**Task requirements:** The records below are split into lines. How many of those lines contain the string "input"? Reply with the number only.

─── Data records

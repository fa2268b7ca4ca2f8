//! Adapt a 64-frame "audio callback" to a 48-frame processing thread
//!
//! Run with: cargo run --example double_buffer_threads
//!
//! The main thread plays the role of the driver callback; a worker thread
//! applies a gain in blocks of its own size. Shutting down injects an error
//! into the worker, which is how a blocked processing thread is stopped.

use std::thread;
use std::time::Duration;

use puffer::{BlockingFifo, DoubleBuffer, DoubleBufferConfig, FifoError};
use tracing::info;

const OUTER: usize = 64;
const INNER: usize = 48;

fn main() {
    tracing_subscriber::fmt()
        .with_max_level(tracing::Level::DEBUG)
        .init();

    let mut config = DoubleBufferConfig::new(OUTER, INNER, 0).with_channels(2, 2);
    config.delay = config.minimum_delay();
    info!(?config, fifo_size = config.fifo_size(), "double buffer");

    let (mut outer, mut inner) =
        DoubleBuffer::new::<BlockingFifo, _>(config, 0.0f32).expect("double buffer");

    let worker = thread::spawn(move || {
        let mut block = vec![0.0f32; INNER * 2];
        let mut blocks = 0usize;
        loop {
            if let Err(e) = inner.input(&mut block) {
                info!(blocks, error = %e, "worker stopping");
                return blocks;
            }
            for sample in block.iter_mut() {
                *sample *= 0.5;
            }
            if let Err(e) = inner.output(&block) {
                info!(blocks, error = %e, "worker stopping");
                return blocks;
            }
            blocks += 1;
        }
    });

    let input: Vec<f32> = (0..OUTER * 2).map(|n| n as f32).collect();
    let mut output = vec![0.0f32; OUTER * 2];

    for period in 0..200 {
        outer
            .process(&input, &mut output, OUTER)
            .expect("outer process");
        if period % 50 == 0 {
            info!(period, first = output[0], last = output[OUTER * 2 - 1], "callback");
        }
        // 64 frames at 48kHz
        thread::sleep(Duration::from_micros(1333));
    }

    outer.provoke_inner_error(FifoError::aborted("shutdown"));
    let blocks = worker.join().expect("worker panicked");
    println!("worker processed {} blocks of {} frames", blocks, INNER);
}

──────
─── Data records

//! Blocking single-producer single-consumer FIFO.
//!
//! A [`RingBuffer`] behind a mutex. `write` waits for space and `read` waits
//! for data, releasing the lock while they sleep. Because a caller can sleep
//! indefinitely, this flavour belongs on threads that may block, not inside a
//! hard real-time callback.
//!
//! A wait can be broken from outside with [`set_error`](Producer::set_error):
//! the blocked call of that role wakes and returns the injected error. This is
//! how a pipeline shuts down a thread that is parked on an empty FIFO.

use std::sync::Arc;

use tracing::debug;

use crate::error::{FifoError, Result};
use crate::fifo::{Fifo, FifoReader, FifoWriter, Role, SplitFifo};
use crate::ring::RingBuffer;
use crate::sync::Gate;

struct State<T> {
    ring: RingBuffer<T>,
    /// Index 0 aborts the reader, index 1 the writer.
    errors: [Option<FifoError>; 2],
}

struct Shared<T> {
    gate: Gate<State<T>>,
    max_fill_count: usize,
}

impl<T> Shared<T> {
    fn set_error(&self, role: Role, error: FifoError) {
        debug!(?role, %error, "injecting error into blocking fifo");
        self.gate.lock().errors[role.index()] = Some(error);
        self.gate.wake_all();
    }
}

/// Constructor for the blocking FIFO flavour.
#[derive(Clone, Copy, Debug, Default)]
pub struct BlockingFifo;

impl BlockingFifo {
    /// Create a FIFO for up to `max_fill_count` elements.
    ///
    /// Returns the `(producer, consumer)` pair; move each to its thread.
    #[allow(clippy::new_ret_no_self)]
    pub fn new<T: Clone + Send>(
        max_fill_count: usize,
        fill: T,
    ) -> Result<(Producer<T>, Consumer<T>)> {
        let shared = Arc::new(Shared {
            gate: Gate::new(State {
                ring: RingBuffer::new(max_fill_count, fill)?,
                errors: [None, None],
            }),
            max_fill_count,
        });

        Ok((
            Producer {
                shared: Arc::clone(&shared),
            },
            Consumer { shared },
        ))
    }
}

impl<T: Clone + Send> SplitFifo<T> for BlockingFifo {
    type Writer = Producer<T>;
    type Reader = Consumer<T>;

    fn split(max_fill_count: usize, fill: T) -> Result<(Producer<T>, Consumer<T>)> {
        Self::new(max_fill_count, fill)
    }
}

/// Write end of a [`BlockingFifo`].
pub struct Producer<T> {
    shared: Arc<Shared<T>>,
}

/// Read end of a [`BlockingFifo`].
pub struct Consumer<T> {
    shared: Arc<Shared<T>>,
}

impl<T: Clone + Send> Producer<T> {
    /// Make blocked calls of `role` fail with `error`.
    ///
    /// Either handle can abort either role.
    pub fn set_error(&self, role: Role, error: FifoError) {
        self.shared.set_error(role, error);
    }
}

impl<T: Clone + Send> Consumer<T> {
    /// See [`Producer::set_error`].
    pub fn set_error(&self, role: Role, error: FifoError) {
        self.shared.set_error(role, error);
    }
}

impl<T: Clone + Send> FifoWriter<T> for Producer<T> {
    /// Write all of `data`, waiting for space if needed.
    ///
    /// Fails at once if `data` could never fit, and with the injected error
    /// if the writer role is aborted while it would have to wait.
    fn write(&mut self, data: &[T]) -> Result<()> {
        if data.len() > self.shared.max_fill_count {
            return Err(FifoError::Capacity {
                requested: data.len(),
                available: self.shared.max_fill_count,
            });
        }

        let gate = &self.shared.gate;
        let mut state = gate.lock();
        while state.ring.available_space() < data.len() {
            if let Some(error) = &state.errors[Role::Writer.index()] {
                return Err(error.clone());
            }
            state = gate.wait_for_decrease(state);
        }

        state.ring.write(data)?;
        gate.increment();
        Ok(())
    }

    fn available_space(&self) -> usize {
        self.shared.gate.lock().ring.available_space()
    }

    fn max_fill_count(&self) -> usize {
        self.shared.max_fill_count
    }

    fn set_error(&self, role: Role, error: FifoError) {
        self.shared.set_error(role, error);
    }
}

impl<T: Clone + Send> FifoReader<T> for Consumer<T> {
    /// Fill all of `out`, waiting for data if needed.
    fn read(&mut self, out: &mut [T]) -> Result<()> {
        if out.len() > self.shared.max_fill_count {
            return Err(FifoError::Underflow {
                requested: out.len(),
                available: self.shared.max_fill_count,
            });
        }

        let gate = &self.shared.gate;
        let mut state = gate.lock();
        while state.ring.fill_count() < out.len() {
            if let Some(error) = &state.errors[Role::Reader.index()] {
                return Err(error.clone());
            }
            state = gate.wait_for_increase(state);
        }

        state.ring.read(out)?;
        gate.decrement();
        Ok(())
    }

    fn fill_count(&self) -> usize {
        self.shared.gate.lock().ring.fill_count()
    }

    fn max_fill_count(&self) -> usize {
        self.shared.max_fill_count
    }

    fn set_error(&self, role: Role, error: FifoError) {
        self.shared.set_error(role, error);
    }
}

──────

**Expected output:** 3